“… es esta una ciudad encantada, no dada a ningún viajero descubrirla, aun cuando la ande pisando, ya que una espesa niebla se interpone siempre entre ella y el viajero y la corriente de los ríos que la bañan refluye para alejar embarcaciones que se aproximan demasiado. Sólo al fin del mundo la ciudad se hará visible para convencer a los incrédulos de su existencia.»
Del libro “Chiloé y los chilotes”, de Francisco Cavada (1914)
Gran parte de la historia de la humanidad se ha escrito a partir de sueños, de ilusiones, de búsquedas de tesoros, de ciudades encantadas o de paraísos perdidos. A todos nos gustaría tener un hada madrina o encontrar la lámpara con el genio que nos concede los deseos. Los hombres somos soñadores empedernidos y muchas veces trasmitimos a nuestros semejantes, como si fueran reales, esas visiones que nos llenan de esperanzas por un mundo mejor. Los juegos de azar, las religiones y los partidos políticos son también creadores de utopías que los humanos, llenos de esperanzas, porque no vislumbramos algo mejor, aceptamos como realidades indesmentibles en las que buscamos refugio. Y disfrutamos escuchando a aquellos que nos hablan de mundos más justos, de tierras prometidas, de riquezas inmensas que, una vez conquistadas, nos permitirán una vida de holganza. Nos llevarán al bíblico Paraíso Terrenal o a la Jerusalén celestial.

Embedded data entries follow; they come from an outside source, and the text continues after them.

//! The task collection and every operation that mutates or queries it.
//!
//! `TaskManager` is the only owner of tasks. Callers receive copies; a copy
//! edited in place is never written back. Every mutation goes through one
//! private `modify` path that refreshes the cached [`TimeStatus`], so the
//! cache is never stale when read back out.

use crate::clock::{Clock, SystemClock};
use crate::error::AppError;
use crate::model::{Priority, Task, TimeStatus, validate_time_order};
use std::cmp::Ordering;
use std::collections::HashSet;
use time::OffsetDateTime;

/// Highest identifier accepted from a store. Keeps the counter far from
/// `u64::MAX` so allocation never wraps.
pub const MAX_TASK_ID: u64 = i64::MAX as u64;

#[derive(Debug)]
pub struct TaskManager<C = SystemClock> {
    tasks: Vec<Task>,
    next_id: u64,
    clock: C,
}

impl<C: Clock> TaskManager<C> {
    pub fn new(clock: C) -> Self {
        Self {
            tasks: Vec::new(),
            next_id: 1,
            clock,
        }
    }

    /// Adopts previously persisted tasks, keeping their order. The next
    /// identifier moves past the highest one loaded.
    ///
    /// Fails with [`AppError::InvalidData`] on a zero or duplicate id, or on
    /// an id above [`MAX_TASK_ID`].
    pub fn from_tasks(tasks: Vec<Task>, clock: C) -> Result<Self, AppError> {
        let mut manager = Self::new(clock);
        let now = manager.clock.now();
        let mut seen = HashSet::with_capacity(tasks.len());
        for mut task in tasks {
            if task.id == 0 {
                return Err(AppError::invalid_data("task id 0 is not allowed"));
            }
            if !seen.insert(task.id) {
                return Err(AppError::invalid_data(format!(
                    "duplicate task id {}",
                    task.id
                )));
            }
            if task.id > MAX_TASK_ID {
                return Err(AppError::invalid_data(format!(
                    "task id {} exceeds the maximum {MAX_TASK_ID}",
                    task.id
                )));
            }
            if task.id >= manager.next_id {
                manager.next_id = task.id + 1;
            }
            task.refresh_time_status(now);
            manager.tasks.push(task);
        }
        Ok(manager)
    }

    /// Stored tasks in insertion order, for persistence.
    pub fn tasks(&self) -> &[Task] {
        &self.tasks
    }

    pub fn len(&self) -> usize {
        self.tasks.len()
    }

    pub fn is_empty(&self) -> bool {
        self.tasks.is_empty()
    }

    pub fn next_id(&self) -> u64 {
        self.next_id
    }

    pub fn now(&self) -> OffsetDateTime {
        self.clock.now()
    }

    /// Creates a task. `None` priority means Medium. Never fails; title
    /// validation belongs to the caller.
    pub fn add_task(&mut self, title: &str, priority: Option<Priority>) -> Task {
        let now = self.clock.now();
        let mut task = Task::new(
            self.next_id,
            title.trim(),
            priority.unwrap_or_default(),
            now,
        );
        task.refresh_time_status(now);

        self.next_id += 1;
        self.tasks.push(task.clone());
        task
    }

    /// Returns a copy with a fresh time status. The refresh is also written
    /// back to the stored task.
    pub fn get_task_by_id(&mut self, id: u64) -> Result<Task, AppError> {
        self.modify(id, |_, _| Ok(()))
    }

    /// Applies the basic field changes.
    ///
    /// A blank `title` leaves the title untouched and `None` leaves the
    /// priority untouched. `completed_at` is stamped when `done` flips to
    /// true and cleared when it flips back; re-asserting the current value
    /// keeps it as is.
    pub fn update_task(
        &mut self,
        id: u64,
        title: &str,
        done: bool,
        priority: Option<Priority>,
    ) -> Result<Task, AppError> {
        self.modify(id, |task, now| {
            let trimmed = title.trim();
            if !trimmed.is_empty() {
                task.title = trimmed.to_string();
            }
            if let Some(priority) = priority {
                task.priority = priority;
            }
            if done != task.done {
                task.done = done;
                task.completed_at = done.then_some(now);
            }
            Ok(())
        })
    }

    /// Fails with [`AppError::InvalidTimeOrder`] when the task's existing
    /// reminder is later than `due_date`; the task is left unchanged then.
    pub fn set_due_date(&mut self, id: u64, due_date: OffsetDateTime) -> Result<Task, AppError> {
        self.modify(id, |task, _| {
            validate_time_order(Some(due_date), task.reminder)?;
            task.due_date = Some(due_date);
            Ok(())
        })
    }

    /// Fails with [`AppError::InvalidTimeOrder`] when `reminder` is later
    /// than the task's existing due date; the task is left unchanged then.
    pub fn set_reminder(&mut self, id: u64, reminder: OffsetDateTime) -> Result<Task, AppError> {
        self.modify(id, |task, _| {
            validate_time_order(task.due_date, Some(reminder))?;
            task.reminder = Some(reminder);
            Ok(())
        })
    }

    pub fn remove_due_date(&mut self, id: u64) -> Result<Task, AppError> {
        self.modify(id, |task, _| {
            task.due_date = None;
            Ok(())
        })
    }

    pub fn remove_reminder(&mut self, id: u64) -> Result<Task, AppError> {
        self.modify(id, |task, _| {
            task.reminder = None;
            Ok(())
        })
    }

    /// Removes the task for good and returns it. Remaining tasks keep their
    /// relative order and the identifier is never handed out again.
    pub fn delete_task(&mut self, id: u64) -> Result<Task, AppError> {
        let index = self.position(id)?;
        Ok(self.tasks.remove(index))
    }

    /// A sorted copy of every task, most urgent first.
    ///
    /// Keys, in order:
    /// 1. time status, `Overdue` first;
    /// 2. with `by_due_date`, earlier due date first, dated before undated;
    /// 3. with `by_priority`, higher priority first;
    /// 4. ascending id.
    ///
    /// The stored order is untouched.
    pub fn get_tasks_sorted(&mut self, by_priority: bool, by_due_date: bool) -> Vec<Task> {
        self.refresh_all();
        let mut sorted = self.tasks.clone();
        sorted.sort_by(|a, b| compare_urgency(a, b, by_priority, by_due_date));
        sorted
    }

    /// Tasks whose freshly computed status equals `status`, in stored order.
    pub fn get_tasks_by_time_status(&mut self, status: TimeStatus) -> Vec<Task> {
        self.refresh_all();
        self.tasks
            .iter()
            .filter(|task| task.time_status() == status)
            .cloned()
            .collect()
    }

    /// Single mutation path: applies `change` to the task with `id`,
    /// refreshes its status and returns a copy. When `change` fails the
    /// stored task is not touched.
    fn modify<F>(&mut self, id: u64, change: F) -> Result<Task, AppError>
    where
        F: FnOnce(&mut Task, OffsetDateTime) -> Result<(), AppError>,
    {
        let index = self.position(id)?;
        let now = self.clock.now();

        let mut candidate = self.tasks[index].clone();
        change(&mut candidate, now)?;
        candidate.refresh_time_status(now);

        self.tasks[index] = candidate.clone();
        Ok(candidate)
    }

    fn position(&self, id: u64) -> Result<usize, AppError> {
        self.tasks
            .iter()
            .position(|task| task.id == id)
            .ok_or(AppError::NotFound(id))
    }

    fn refresh_all(&mut self) {
        let now = self.clock.now();
        for task in &mut self.tasks {
            task.refresh_time_status(now);
        }
    }
}

fn compare_urgency(a: &Task, b: &Task, by_priority: bool, by_due_date: bool) -> Ordering {
    b.time_status()
        .cmp(&a.time_status())
        .then_with(|| {
            if !by_due_date {
                return Ordering::Equal;
            }
            match (a.due_date, b.due_date) {
                (Some(left), Some(right)) => left.cmp(&right),
                (Some(_), None) => Ordering::Less,
                (None, Some(_)) => Ordering::Greater,
                (None, None) => Ordering::Equal,
            }
        })
        .then_with(|| {
            if by_priority {
                b.priority.cmp(&a.priority)
            } else {
                Ordering::Equal
            }
        })
        .then_with(|| a.id.cmp(&b.id))
}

Uno de estos sueños, que duró trescientos años y que para muchos persiste hasta hoy, es el de la Ciudad de los Césares.
De cómo se forjó y de quienes partieron en pos de convertirlo en realidad, hablarán las crónicas que iniciamos con esta primera entrega.
Primera Fuente
El 1° de septiembre de 1513, en compañía de ciento noventa españoles, un número indeterminado de indígenas y llevando sus perros, Vasco Núñez de Balboa inició el cruce del istmo de Panamá buscando el nuevo mar del que le hablaron los aborígenes. Después de un sinfín de peripecias, de batallas en contra de tribus hostiles y de una lucha feroz enfrentando la selva impenetrable y repleta de fieras, el 29 del mismo mes mojó sus pies en un océano inmenso que bautizó como Mar del Sur.

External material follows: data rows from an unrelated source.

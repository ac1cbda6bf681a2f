use std::time::Duration;

use crate::alignment::SearchBudget;
use crate::error::MeteorError;

#[derive(Debug, Clone)]
pub struct MeteorConfig {
    /// Weight of precision in the Fmean denominator, in (0, 1).
    pub alpha: f64,
    /// Reserved for the fragmentation penalty; carried but not used in scoring.
    pub beta: f64,
    /// Reserved for the fragmentation penalty; carried but not used in scoring.
    pub gamma: f64,
    /// Restrict stem and synonym matching to pure-ASCII words.
    pub ascii_only: bool,
    pub search_budget: SearchBudget,
    /// Wall-clock budget per scored pair, measured from the start of its search.
    pub pair_timeout: Option<Duration>,
}

impl MeteorConfig {
    pub const DEFAULT_ALPHA: f64 = 0.8;
    pub const DEFAULT_BETA: f64 = 0.8;
    pub const DEFAULT_GAMMA: f64 = 0.3;
    pub const DEFAULT_MAX_SEARCH_NODES: usize = 2_000_000;

    pub fn with_alpha(alpha: f64) -> Self {
        Self {
            alpha,
            ..Self::default()
        }
    }

    pub fn validate(&self) -> Result<(), MeteorError> {
        if !alpha_in_range(self.alpha) {
            return Err(MeteorError::invalid_config(format!(
                "alpha must lie strictly between 0 and 1, got {}",
                self.alpha
            )));
        }
        if !(self.beta >= 0.0) {
            return Err(MeteorError::invalid_config(format!(
                "beta must be non-negative, got {}",
                self.beta
            )));
        }
        if !(self.gamma >= 0.0) {
            return Err(MeteorError::invalid_config(format!(
                "gamma must be non-negative, got {}",
                self.gamma
            )));
        }
        if self.search_budget.max_nodes == Some(0) {
            return Err(MeteorError::invalid_config(
                "search budget must allow at least one node",
            ));
        }
        Ok(())
    }
}

impl Default for MeteorConfig {
    fn default() -> Self {
        Self {
            alpha: Self::DEFAULT_ALPHA,
            beta: Self::DEFAULT_BETA,
            gamma: Self::DEFAULT_GAMMA,
            ascii_only: true,
            search_budget: SearchBudget::limited(Self::DEFAULT_MAX_SEARCH_NODES),
            pair_timeout: None,
        }
    }
}

pub(crate) fn alpha_in_range(alpha: f64) -> bool {
    alpha > 0.0 && alpha < 1.0
}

Este hallazgo permitió a los españoles comenzar a cuantificar, en toda su dimensión, el descubrimiento hecho por Cristóbal Colón veintiún años antes. El nuevo mar que Balboa ponía a disposición del rey de España, les abría un mundo casi sin fronteras y les permitiría crear un imperio en el que nunca se pondría el sol.
Pero Balboa supo de cerca que atravesar el istmo de Panamá no era tarea fácil, y el rey español quería tomar pronta posesión de los territorios y de las riquezas a las que se accedía por esta nueva ruta. España necesitaba encontrar con urgencia un paso que comunicara por mar estos dos océanos que el valiente aventurero había logrado unir por tierra.
Los demás países europeos, especialmente Portugal, su gran competidor en los océanos y en sus afanes de conquista, permanecían expectantes a los avances de los hispanos porque también querían una tajada de los tesoros que entregarían estos nuevos territorios. Y porque eran tan remotos y tan inconmensurablemente extensos, creían que la torta debería alcanzar para todos, idea que los españoles no compartían.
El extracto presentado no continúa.